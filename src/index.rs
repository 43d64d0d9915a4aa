//! Title/id lookup over one root-folder listing.

use std::collections::HashMap;

use crate::models::RemoteFile;

/// Immutable snapshot of a folder listing with title↔id maps.
///
/// Both maps are built in [`FileIndex::from_listing`] and never mutated
/// afterwards. Titles are not unique on Drive: for `by_title` the entry
/// seen last in the listing wins.
#[derive(Debug, Clone, Default)]
pub struct FileIndex {
    entries: Vec<RemoteFile>,
    by_title: HashMap<String, String>,
    by_id: HashMap<String, String>,
}

impl FileIndex {
    /// Build the snapshot from a listing, keeping listing order.
    pub fn from_listing(entries: Vec<RemoteFile>) -> Self {
        let mut by_title = HashMap::with_capacity(entries.len());
        let mut by_id = HashMap::with_capacity(entries.len());

        for file in &entries {
            by_title.insert(file.title.clone(), file.id.clone());
            by_id.insert(file.id.clone(), file.title.clone());
        }

        Self {
            entries,
            by_title,
            by_id,
        }
    }

    pub fn id_for_title(&self, title: &str) -> Option<&str> {
        self.by_title.get(title).map(String::as_str)
    }

    pub fn title_for_id(&self, id: &str) -> Option<&str> {
        self.by_id.get(id).map(String::as_str)
    }

    /// First folder in listing order titled `title`.
    pub fn folder_id(&self, title: &str) -> Option<&str> {
        self.folders()
            .find(|f| f.title == title)
            .map(|f| f.id.as_str())
    }

    /// Title of the folder with id `id`; `None` if the entry is not a folder.
    pub fn folder_title(&self, id: &str) -> Option<&str> {
        self.folders()
            .find(|f| f.id == id)
            .map(|f| f.title.as_str())
    }

    fn folders(&self) -> impl Iterator<Item = &RemoteFile> {
        self.entries.iter().filter(|f| f.is_folder())
    }

    /// Entries in the order the listing returned them.
    pub fn entries(&self) -> &[RemoteFile] {
        &self.entries
    }

    /// Number of distinct ids.
    pub fn len(&self) -> usize {
        self.by_id.len()
    }

    pub fn is_empty(&self) -> bool {
        self.by_id.is_empty()
    }

    /// Number of distinct titles.
    pub fn title_count(&self) -> usize {
        self.by_title.len()
    }
}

● Task details
Up to and including the line that holds "pub fn from_listing(entries: Vec<RemoteFile>)", reproduce the records above exactly from their first line, and give nothing else.

● Reply
filename src/index.rs
repository 43d64d0d9915a4aa
//! Title/id lookup over one root-folder listing.

use std::collections::HashMap;

use crate::models::RemoteFile;

/// Immutable snapshot of a folder listing with title↔id maps.
///
/// Both maps are built in [`FileIndex::from_listing`] and never mutated
/// afterwards. Titles are not unique on Drive: for `by_title` the entry
/// seen last in the listing wins.
#[derive(Debug, Clone, Default)]
pub struct FileIndex {
    entries: Vec<RemoteFile>,
    by_title: HashMap<String, String>,
    by_id: HashMap<String, String>,
}

impl FileIndex {
    /// Build the snapshot from a listing, keeping listing order.
    pub fn from_listing(entries: Vec<RemoteFile>) -> Self {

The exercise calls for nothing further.